Anne fut longtemps et dangereusement malade de ses brûlures. Étendue dans son lit, avec sa mignonne figure blême, silencieuse comme si elle fût devenue muette, elle avait dans ses yeux grands ouverts et fixes une expression d’inconsciente stupeur plutôt que de souffrance. Depuis cette époque, toute commotion trop vive lui causait une crise nerveuse.

Lorsque le temps était doux, la famille descendait au bateau pour le repas du soir. Françoise allumait le feu sous la tente et faisait cuire les poissons ; l’appétissante odeur des aliments se répandait le long du Môle, mêlée au parfum émané des bosquets de la villa Onofrii. La mer s’étendait en avant, si calme qu’on entendait à peine le ressac entre les roches ; et l’air était si limpide qu’on apercevait dans l’éloignement la pointe de Saint-Vit avec son entassement de maisons. Luc se mettait à chanter avec les camarades ; Anne s’occupait à aider sa mère. Après le repas, lorsque la lune montait dans le ciel, les matelots appareillaient pour prendre le large. Et c’était alors que Luc, échauffé par le vin et la nourriture, repris par son besoin instinctif de récits merveilleux, commençait à parler des lointains rivages. – Il y avait au delà de Rote une montagne tout habitée par des singes et par des hommes de l’Inde, très haute, avec des plantes qui produisaient les pierres précieuses… – Sa femme et sa fille l’écoutaient en silence, étonnées. Puis les voiles se déployaient le long des mâts, lentement, toutes marquées de figures noires et de symboles religieux, pareilles à de vieux étendards. Et Luc s’en allait.

En février 1826, Françoise accoucha d’un enfant mort.

Au printemps de 1830, Luc voulut conduire Anne au promontoire. Elle entrait alors dans l’adolescence. Le voyage fut heureux. Ils rencontrèrent au large un navire marchand, un grand navire qui faisait route à force de voiles, d’immenses voiles blanches. Les dauphins nageaient dans le sillage ; tout autour, l’eau mollement agitée scintillait, comme s’il eût flotté à la surface des tapis de plumes de paon. Anne suivit longuement, avec des yeux pleins de stupeur, le navire qui fuyait dans le lointain. Ensuite une sorte de nuage azuré s’éleva sur la ligne de l’horizon : c’était la montagne aux doux fruits. Les côtes de la Pouille se dessinaient peu à peu sous le soleil. Le parfum des oranges commençait à se répandre dans l’air plein d’allégresse.

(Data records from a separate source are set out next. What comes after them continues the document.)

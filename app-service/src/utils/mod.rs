pub mod auth;
pub mod config;
pub mod consts;

pub use config::Config;
pub use consts::*;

En descendant à terre, Anne fut saisie d’une joie profonde : et elle se mit à regarder curieusement les plantations et les gens du pays. Son père l’emmena chez une femme qui n’était plus jeune et qui bégayait un peu en parlant. Ils y demeurèrent deux jours. Une fois, Anne vit son père baiser leur hôtesse sur la bouche ; mais elle ne comprit pas. Au retour, la tartane était chargée d’oranges, et la mer était toujours calme.

Anne conserva de ce voyage un souvenir qui ressemblait à un songe. Et, comme elle était naturellement taciturne, elle raconta peu de chose à ses compagnes qui la pressaient de questions.